◆ **SUPPLIED ENTRIES**:

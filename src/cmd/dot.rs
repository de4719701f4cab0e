use super::{build_schema, load_config, SourceArgs};
use crate::diagram::build_diagram;
use crate::render::to_dot;
use anyhow::Context;
use std::fs;
use std::path::PathBuf;

pub fn run(source: SourceArgs, output: Option<PathBuf>, skip_no_relation: bool) -> anyhow::Result<()> {
    let config = load_config(&source, None)?;
    let schema = build_schema(&source.source, &config)?;
    let diagram = build_diagram(&schema, &config.diagram_options(skip_no_relation));
    let dot = to_dot(&diagram);

    match output {
        Some(path) => {
            if let Some(parent) = path.parent().filter(|p| !p.as_os_str().is_empty()) {
                fs::create_dir_all(parent)?;
            }
            fs::write(&path, dot).with_context(|| format!("Failed to write {}", path.display()))?;
            eprintln!("Written to: {}", path.display());
        }
        None => print!("{}", dot),
    }
    Ok(())
}
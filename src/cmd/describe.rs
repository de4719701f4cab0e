use super::{build_schema, load_config, output_path, SourceArgs};
use crate::diagram::build_diagram;
use crate::render::{
    render_or_source, to_dot, to_html, to_json, to_xlsx, Erd, GraphvizRenderer, HtmlPage,
    OutputFormat, Rendered,
};
use anyhow::Context;
use std::fs;
use std::path::PathBuf;

pub fn run(
    source: SourceArgs,
    outdir: PathBuf,
    format: OutputFormat,
    title: Option<String>,
    dot_binary: PathBuf,
) -> anyhow::Result<()> {
    let config = load_config(&source, title)?;
    let schema = build_schema(&source.source, &config)?;
    let renderer = GraphvizRenderer::new(dot_binary);

    fs::create_dir_all(&outdir)
        .with_context(|| format!("Failed to create output directory: {}", outdir.display()))?;

    let (path, bytes) = match format {
        OutputFormat::Html => {
            // the embedded diagram only shows tables that take part in a relation
            let diagram = build_diagram(&schema, &config.diagram_options(true));
            let erd = match render_or_source(&renderer, &to_dot(&diagram), "svg") {
                Rendered::Image(svg) => Erd::Svg(String::from_utf8_lossy(&svg).into_owned()),
                Rendered::Source(dot) => Erd::Dot(dot),
            };
            let page = HtmlPage {
                title: config.title.clone().unwrap_or_default(),
                vars: config.vars.clone(),
                erd: Some(erd),
            };
            (
                output_path(&outdir, &schema, format.extension()),
                to_html(&schema, &page).into_bytes(),
            )
        }
        OutputFormat::Json => (
            output_path(&outdir, &schema, format.extension()),
            to_json(&schema).into_bytes(),
        ),
        OutputFormat::Xlsx => (
            output_path(&outdir, &schema, format.extension()),
            to_xlsx(&schema)?,
        ),
        OutputFormat::Dot => {
            let diagram = build_diagram(&schema, &config.diagram_options(false));
            (
                output_path(&outdir, &schema, format.extension()),
                to_dot(&diagram).into_bytes(),
            )
        }
        OutputFormat::Svg | OutputFormat::Png | OutputFormat::Pdf => {
            let diagram = build_diagram(&schema, &config.diagram_options(false));
            match render_or_source(&renderer, &to_dot(&diagram), format.extension()) {
                Rendered::Image(bytes) => (output_path(&outdir, &schema, format.extension()), bytes),
                Rendered::Source(dot) => {
                    eprintln!(
                        "Could not render {}; writing DOT source instead (is Graphviz installed?)",
                        format
                    );
                    (
                        output_path(&outdir, &schema, OutputFormat::Dot.extension()),
                        dot.into_bytes(),
                    )
                }
            }
        }
    };

    fs::write(&path, bytes).with_context(|| format!("Failed to write {}", path.display()))?;
    eprintln!("Written to: {}", path.display());
    Ok(())
}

◆ **WORK REQUIRED**:
Once you have read the listing, retype it in full, word for word.

◆ **WRITTEN REPLY**:
filename src/cmd/dot.rs
repository de4719701f4cab0e
use super::{build_schema, load_config, SourceArgs};
use crate::diagram::build_diagram;
use crate::render::to_dot;
use anyhow::Context;
use std::fs;
use std::path::PathBuf;

pub fn run(source: SourceArgs, output: Option<PathBuf>, skip_no_relation: bool) -> anyhow::Result<()> {
    let config = load_config(&source, None)?;
    let schema = build_schema(&source.source, &config)?;
    let diagram = build_diagram(&schema, &config.diagram_options(skip_no_relation));
    let dot = to_dot(&diagram);

    match output {
        Some(path) => {
            if let Some(parent) = path.parent().filter(|p| !p.as_os_str().is_empty()) {
                fs::create_dir_all(parent)?;
            }
            fs::write(&path, dot).with_context(|| format!("Failed to write {}", path.display()))?;
            eprintln!("Written to: {}", path.display());
        }
        None => print!("{}", dot),
    }
    Ok(())
}
filename src/cmd/describe.rs
repository de4719701f4cab0e
use super::{build_schema, load_config, output_path, SourceArgs};
use crate::diagram::build_diagram;
use crate::render::{
    render_or_source, to_dot, to_html, to_json, to_xlsx, Erd, GraphvizRenderer, HtmlPage,
    OutputFormat, Rendered,
};
use anyhow::Context;
use std::fs;
use std::path::PathBuf;

pub fn run(
    source: SourceArgs,
    outdir: PathBuf,
    format: OutputFormat,
    title: Option<String>,
    dot_binary: PathBuf,
) -> anyhow::Result<()> {
    let config = load_config(&source, title)?;
    let schema = build_schema(&source.source, &config)?;
    let renderer = GraphvizRenderer::new(dot_binary);

    fs::create_dir_all(&outdir)
        .with_context(|| format!("Failed to create output directory: {}", outdir.display()))?;

    let (path, bytes) = match format {
        OutputFormat::Html => {
            // the embedded diagram only shows tables that take part in a relation
            let diagram = build_diagram(&schema, &config.diagram_options(true));
            let erd = match render_or_source(&renderer, &to_dot(&diagram), "svg") {
                Rendered::Image(svg) => Erd::Svg(String::from_utf8_lossy(&svg).into_owned()),
                Rendered::Source(dot) => Erd::Dot(dot),
            };
            let page = HtmlPage {
                title: config.title.clone().unwrap_or_default(),
                vars: config.vars.clone(),
                erd: Some(erd),
            };
            (
                output_path(&outdir, &schema, format.extension()),
                to_html(&schema, &page).into_bytes(),
            )
        }
        OutputFormat::Json => (
            output_path(&outdir, &schema, format.extension()),
            to_json(&schema).into_bytes(),
        ),
        OutputFormat::Xlsx => (
            output_path(&outdir, &schema, format.extension()),
            to_xlsx(&schema)?,
        ),
        OutputFormat::Dot => {
            let diagram = build_diagram(&schema, &config.diagram_options(false));
            (
                output_path(&outdir, &schema, format.extension()),
                to_dot(&diagram).into_bytes(),
            )
        }
        OutputFormat::Svg | OutputFormat::Png | OutputFormat::Pdf => {
            let diagram = build_diagram(&schema, &config.diagram_options(false));
            match render_or_source(&renderer, &to_dot(&diagram), format.extension()) {
                Rendered::Image(bytes) => (output_path(&outdir, &schema, format.extension()), bytes),
                Rendered::Source(dot) => {
                    eprintln!(
                        "Could not render {}; writing DOT source instead (is Graphviz installed?)",
                        format
                    );
                    (
                        output_path(&outdir, &schema, OutputFormat::Dot.extension()),
                        dot.into_bytes(),
                    )
                }
            }
        }
    };

    fs::write(&path, bytes).with_context(|| format!("Failed to write {}", path.display()))?;
    eprintln!("Written to: {}", path.display());
    Ok(())
}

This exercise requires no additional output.